■ Requirement:
The data must be copied over exactly and in full.

■ Exercise material:
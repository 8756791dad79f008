//! Request authorization policy.

pub mod gate;

pub use gate::{check_license, Authorization, AuthorizationGate};
//! Request metering.

pub mod quota;

pub use quota::{QuotaDecision, QuotaState, QuotaTracker};
//! # Quotagate
//!
//! **API-key gateway with a file-backed license registry and per-key
//! rolling quotas.**
//!
//! Every request is authorized against a JSON license registry before it is
//! forwarded to a single upstream text-generation endpoint. `limited`
//! licenses are metered over a rolling window; `unlimited` ones are not.
//!
//! ## Features
//!
//! - **Fail-closed registry**: an unreadable registry rejects every key
//! - **Atomic persistence**: registry writes go through temp file + rename
//! - **Race-free quotas**: check-and-increment runs under one lock
//! - **No enumeration oracle**: unknown and disabled keys look the same
//! - **Typed rejections**: `403` for bad keys, `429` with `Retry-After`
//!   for exhausted quotas, `502` for upstream failures
//!
//! ## Quickstart
//!
//! ```no_run
//! use quotagate::{AuthorizationGate, LicenseRecord, LicenseRegistry, QuotaTracker};
//! use std::sync::Arc;
//! use std::time::Duration;
//!
//! # async fn run() -> Result<(), quotagate::QuotagateError> {
//! let registry = Arc::new(LicenseRegistry::new("licenses.json"));
//! registry.upsert("abc", LicenseRecord::limited(2)).await?;
//!
//! let quota = Arc::new(QuotaTracker::new(Duration::from_secs(24 * 60 * 60))?);
//! let gate = AuthorizationGate::new(registry, quota);
//!
//! let authorization = gate.authorize(Some("abc")).await?;
//! println!("accepted as {}", authorization.license_type);
//! # Ok(())
//! # }
//! ```
//!
//! ## Registry format
//!
//! ```json
//! { "abc": { "type": "limited", "enabled": true, "dailyLimit": 2 } }
//! ```
//!
//! See [`GatewayConfig`] for the environment variables the binary reads.

#![warn(missing_docs)]

// Core modules
pub mod clock;
pub mod config;
pub mod errors;

// Hashing
pub mod crypto;

// Storage layer
pub mod registry;

// Metering layer
pub mod meter;

// Policy layer
pub mod policy;

// Protocol layer
pub mod protocol;

// Client layer
pub mod client;

// HTTP layer
pub mod server;

// Re-exports for public API
pub use client::{Upstream, UpstreamClient};
pub use clock::{Clock, SystemClock};
pub use config::GatewayConfig;
pub use errors::{QuotagateError, Rejection};
pub use meter::{QuotaDecision, QuotaState, QuotaTracker};
pub use policy::{Authorization, AuthorizationGate};
pub use registry::{LicenseMap, LicenseRecord, LicenseRegistry, LicenseType};
pub use server::{build_router, AppState};

#[cfg(any(test, feature = "test-seams"))]
pub use clock::MockClock;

■ Task solution:
repository 8756791dad79f008
//! Request authorization policy.

pub mod gate;

pub use gate::{check_license, Authorization, AuthorizationGate};
//! Request metering.

pub mod quota;

pub use quota::{QuotaDecision, QuotaState, QuotaTracker};
//! # Quotagate
//!
//! **API-key gateway with a file-backed license registry and per-key
//! rolling quotas.**
//!
//! Every request is authorized against a JSON license registry before it is
//! forwarded to a single upstream text-generation endpoint. `limited`
//! licenses are metered over a rolling window; `unlimited` ones are not.
//!
//! ## Features
//!
//! - **Fail-closed registry**: an unreadable registry rejects every key
//! - **Atomic persistence**: registry writes go through temp file + rename
//! - **Race-free quotas**: check-and-increment runs under one lock
//! - **No enumeration oracle**: unknown and disabled keys look the same
//! - **Typed rejections**: `403` for bad keys, `429` with `Retry-After`
//!   for exhausted quotas, `502` for upstream failures
//!
//! ## Quickstart
//!
//! ```no_run
//! use quotagate::{AuthorizationGate, LicenseRecord, LicenseRegistry, QuotaTracker};
//! use std::sync::Arc;
//! use std::time::Duration;
//!
//! # async fn run() -> Result<(), quotagate::QuotagateError> {
//! let registry = Arc::new(LicenseRegistry::new("licenses.json"));
//! registry.upsert("abc", LicenseRecord::limited(2)).await?;
//!
//! let quota = Arc::new(QuotaTracker::new(Duration::from_secs(24 * 60 * 60))?);
//! let gate = AuthorizationGate::new(registry, quota);
//!
//! let authorization = gate.authorize(Some("abc")).await?;
//! println!("accepted as {}", authorization.license_type);
//! # Ok(())
//! # }
//! ```
//!
//! ## Registry format
//!
//! ```json
//! { "abc": { "type": "limited", "enabled": true, "dailyLimit": 2 } }
//! ```
//!
//! See [`GatewayConfig`] for the environment variables the binary reads.

#![warn(missing_docs)]

// Core modules
pub mod clock;
pub mod config;
pub mod errors;

// Hashing
pub mod crypto;

// Storage layer
pub mod registry;

// Metering layer
pub mod meter;

// Policy layer
pub mod policy;

// Protocol layer
pub mod protocol;

// Client layer
pub mod client;

// HTTP layer
pub mod server;

// Re-exports for public API
pub use client::{Upstream, UpstreamClient};
pub use clock::{Clock, SystemClock};
pub use config::GatewayConfig;
pub use errors::{QuotagateError, Rejection};
pub use meter::{QuotaDecision, QuotaState, QuotaTracker};
pub use policy::{Authorization, AuthorizationGate};
pub use registry::{LicenseMap, LicenseRecord, LicenseRegistry, LicenseType};
pub use server::{build_router, AppState};

#[cfg(any(test, feature = "test-seams"))]
pub use clock::MockClock;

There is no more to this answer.